EXERCISE REQUIREMENTS:
Each line from the one that contains "pub mod error;" through the last line of the listing below is to be returned exactly as it stands, and nothing else.

# # #

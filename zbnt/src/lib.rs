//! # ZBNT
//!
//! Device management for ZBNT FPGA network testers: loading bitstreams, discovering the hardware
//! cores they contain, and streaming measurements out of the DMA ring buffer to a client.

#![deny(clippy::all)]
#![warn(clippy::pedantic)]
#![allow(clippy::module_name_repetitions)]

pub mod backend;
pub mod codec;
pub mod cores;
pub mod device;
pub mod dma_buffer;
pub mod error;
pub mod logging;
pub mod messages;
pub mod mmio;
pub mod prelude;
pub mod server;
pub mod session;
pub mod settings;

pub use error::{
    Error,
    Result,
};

# # #

TASK RESULT:
pub mod error;
pub mod logging;
pub mod messages;
pub mod mmio;
pub mod prelude;
pub mod server;
pub mod session;
pub mod settings;

pub use error::{
    Error,
    Result,
};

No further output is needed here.